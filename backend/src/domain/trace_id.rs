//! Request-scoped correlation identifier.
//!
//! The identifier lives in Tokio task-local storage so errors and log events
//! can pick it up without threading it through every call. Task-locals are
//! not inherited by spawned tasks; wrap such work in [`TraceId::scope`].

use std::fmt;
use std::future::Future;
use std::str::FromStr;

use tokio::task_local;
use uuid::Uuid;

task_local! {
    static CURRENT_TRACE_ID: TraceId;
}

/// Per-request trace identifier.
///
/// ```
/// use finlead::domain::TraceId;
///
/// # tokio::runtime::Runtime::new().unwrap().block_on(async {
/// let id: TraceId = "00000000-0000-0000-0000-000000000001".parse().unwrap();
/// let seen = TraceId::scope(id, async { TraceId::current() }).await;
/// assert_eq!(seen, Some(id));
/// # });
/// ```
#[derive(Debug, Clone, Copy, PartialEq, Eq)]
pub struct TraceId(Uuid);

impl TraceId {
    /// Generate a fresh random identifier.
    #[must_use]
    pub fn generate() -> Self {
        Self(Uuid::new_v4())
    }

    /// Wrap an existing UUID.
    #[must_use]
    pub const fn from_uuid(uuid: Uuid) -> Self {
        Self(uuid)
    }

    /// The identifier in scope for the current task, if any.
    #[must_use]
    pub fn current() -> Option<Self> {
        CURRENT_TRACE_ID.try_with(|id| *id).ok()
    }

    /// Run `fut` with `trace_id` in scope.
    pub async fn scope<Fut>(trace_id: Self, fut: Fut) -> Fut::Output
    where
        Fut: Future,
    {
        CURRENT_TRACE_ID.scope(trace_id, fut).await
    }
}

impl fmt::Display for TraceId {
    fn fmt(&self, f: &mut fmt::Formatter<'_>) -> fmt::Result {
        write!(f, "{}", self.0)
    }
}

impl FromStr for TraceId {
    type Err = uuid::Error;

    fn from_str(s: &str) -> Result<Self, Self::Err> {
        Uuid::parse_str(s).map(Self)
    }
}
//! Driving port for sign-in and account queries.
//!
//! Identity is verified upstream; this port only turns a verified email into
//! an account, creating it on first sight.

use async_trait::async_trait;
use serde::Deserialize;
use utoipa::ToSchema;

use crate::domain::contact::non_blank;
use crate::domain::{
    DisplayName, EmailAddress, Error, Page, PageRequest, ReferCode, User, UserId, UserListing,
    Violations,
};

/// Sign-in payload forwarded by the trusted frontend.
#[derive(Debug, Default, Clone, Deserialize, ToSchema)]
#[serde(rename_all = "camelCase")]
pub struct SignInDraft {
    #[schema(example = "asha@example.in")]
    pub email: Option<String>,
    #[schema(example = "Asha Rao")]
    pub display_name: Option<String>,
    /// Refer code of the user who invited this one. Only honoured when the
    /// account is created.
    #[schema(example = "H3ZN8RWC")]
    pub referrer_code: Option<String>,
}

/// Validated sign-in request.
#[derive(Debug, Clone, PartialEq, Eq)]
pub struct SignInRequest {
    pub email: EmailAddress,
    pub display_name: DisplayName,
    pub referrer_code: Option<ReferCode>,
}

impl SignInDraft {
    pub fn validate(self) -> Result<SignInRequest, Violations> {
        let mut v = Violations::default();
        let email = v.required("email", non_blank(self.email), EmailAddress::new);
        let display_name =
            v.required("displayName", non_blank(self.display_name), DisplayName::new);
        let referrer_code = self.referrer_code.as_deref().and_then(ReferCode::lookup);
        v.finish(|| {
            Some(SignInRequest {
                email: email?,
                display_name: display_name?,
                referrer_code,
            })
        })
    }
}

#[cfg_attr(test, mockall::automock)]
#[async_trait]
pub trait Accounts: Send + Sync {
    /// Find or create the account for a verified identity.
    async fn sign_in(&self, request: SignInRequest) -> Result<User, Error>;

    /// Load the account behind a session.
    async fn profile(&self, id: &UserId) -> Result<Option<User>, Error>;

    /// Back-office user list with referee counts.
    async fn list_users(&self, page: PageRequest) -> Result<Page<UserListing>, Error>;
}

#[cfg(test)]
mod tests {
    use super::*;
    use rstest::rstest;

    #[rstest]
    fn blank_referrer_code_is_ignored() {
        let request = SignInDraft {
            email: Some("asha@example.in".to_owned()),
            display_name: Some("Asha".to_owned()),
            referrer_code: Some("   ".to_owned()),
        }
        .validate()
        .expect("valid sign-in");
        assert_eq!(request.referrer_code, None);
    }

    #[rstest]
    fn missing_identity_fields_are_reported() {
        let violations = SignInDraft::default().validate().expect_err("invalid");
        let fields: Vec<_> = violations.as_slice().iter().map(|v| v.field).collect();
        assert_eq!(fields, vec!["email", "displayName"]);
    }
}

· · · · ·

Exercise prompt
Each entry should be retyped exactly as given.

Expected answer
filename backend/src/domain/trace_id.rs
//! Request-scoped correlation identifier.
//!
//! The identifier lives in Tokio task-local storage so errors and log events
//! can pick it up without threading it through every call. Task-locals are
//! not inherited by spawned tasks; wrap such work in [`TraceId::scope`].

use std::fmt;
use std::future::Future;
use std::str::FromStr;

use tokio::task_local;
use uuid::Uuid;

task_local! {
    static CURRENT_TRACE_ID: TraceId;
}

/// Per-request trace identifier.
///
/// ```
/// use finlead::domain::TraceId;
///
/// # tokio::runtime::Runtime::new().unwrap().block_on(async {
/// let id: TraceId = "00000000-0000-0000-0000-000000000001".parse().unwrap();
/// let seen = TraceId::scope(id, async { TraceId::current() }).await;
/// assert_eq!(seen, Some(id));
/// # });
/// ```
#[derive(Debug, Clone, Copy, PartialEq, Eq)]
pub struct TraceId(Uuid);

impl TraceId {
    /// Generate a fresh random identifier.
    #[must_use]
    pub fn generate() -> Self {
        Self(Uuid::new_v4())
    }

    /// Wrap an existing UUID.
    #[must_use]
    pub const fn from_uuid(uuid: Uuid) -> Self {
        Self(uuid)
    }

    /// The identifier in scope for the current task, if any.
    #[must_use]
    pub fn current() -> Option<Self> {
        CURRENT_TRACE_ID.try_with(|id| *id).ok()
    }

    /// Run `fut` with `trace_id` in scope.
    pub async fn scope<Fut>(trace_id: Self, fut: Fut) -> Fut::Output
    where
        Fut: Future,
    {
        CURRENT_TRACE_ID.scope(trace_id, fut).await
    }
}

impl fmt::Display for TraceId {
    fn fmt(&self, f: &mut fmt::Formatter<'_>) -> fmt::Result {
        write!(f, "{}", self.0)
    }
}

impl FromStr for TraceId {
    type Err = uuid::Error;

    fn from_str(s: &str) -> Result<Self, Self::Err> {
        Uuid::parse_str(s).map(Self)
    }
}
//! Driving port for sign-in and account queries.
//!
//! Identity is verified upstream; this port only turns a verified email into
//! an account, creating it on first sight.

use async_trait::async_trait;
use serde::Deserialize;
use utoipa::ToSchema;

use crate::domain::contact::non_blank;
use crate::domain::{
    DisplayName, EmailAddress, Error, Page, PageRequest, ReferCode, User, UserId, UserListing,
    Violations,
};

/// Sign-in payload forwarded by the trusted frontend.
#[derive(Debug, Default, Clone, Deserialize, ToSchema)]
#[serde(rename_all = "camelCase")]
pub struct SignInDraft {
    #[schema(example = "asha@example.in")]
    pub email: Option<String>,
    #[schema(example = "Asha Rao")]
    pub display_name: Option<String>,
    /// Refer code of the user who invited this one. Only honoured when the
    /// account is created.
    #[schema(example = "H3ZN8RWC")]
    pub referrer_code: Option<String>,
}

/// Validated sign-in request.
#[derive(Debug, Clone, PartialEq, Eq)]
pub struct SignInRequest {
    pub email: EmailAddress,
    pub display_name: DisplayName,
    pub referrer_code: Option<ReferCode>,
}

impl SignInDraft {
    pub fn validate(self) -> Result<SignInRequest, Violations> {
        let mut v = Violations::default();
        let email = v.required("email", non_blank(self.email), EmailAddress::new);
        let display_name =
            v.required("displayName", non_blank(self.display_name), DisplayName::new);
        let referrer_code = self.referrer_code.as_deref().and_then(ReferCode::lookup);
        v.finish(|| {
            Some(SignInRequest {
                email: email?,
                display_name: display_name?,
                referrer_code,
            })
        })
    }
}

#[cfg_attr(test, mockall::automock)]
#[async_trait]
pub trait Accounts: Send + Sync {
    /// Find or create the account for a verified identity.
    async fn sign_in(&self, request: SignInRequest) -> Result<User, Error>;

    /// Load the account behind a session.
    async fn profile(&self, id: &UserId) -> Result<Option<User>, Error>;

    /// Back-office user list with referee counts.
    async fn list_users(&self, page: PageRequest) -> Result<Page<UserListing>, Error>;
}

#[cfg(test)]
mod tests {
    use super::*;
    use rstest::rstest;

    #[rstest]
    fn blank_referrer_code_is_ignored() {
        let request = SignInDraft {
            email: Some("asha@example.in".to_owned()),
            display_name: Some("Asha".to_owned()),
            referrer_code: Some("   ".to_owned()),
        }
        .validate()
        .expect("valid sign-in");
        assert_eq!(request.referrer_code, None);
    }

    #[rstest]
    fn missing_identity_fields_are_reported() {
        let violations = SignInDraft::default().validate().expect_err("invalid");
        let fields: Vec<_> = violations.as_slice().iter().map(|v| v.field).collect();
        assert_eq!(fields, vec!["email", "displayName"]);
    }
}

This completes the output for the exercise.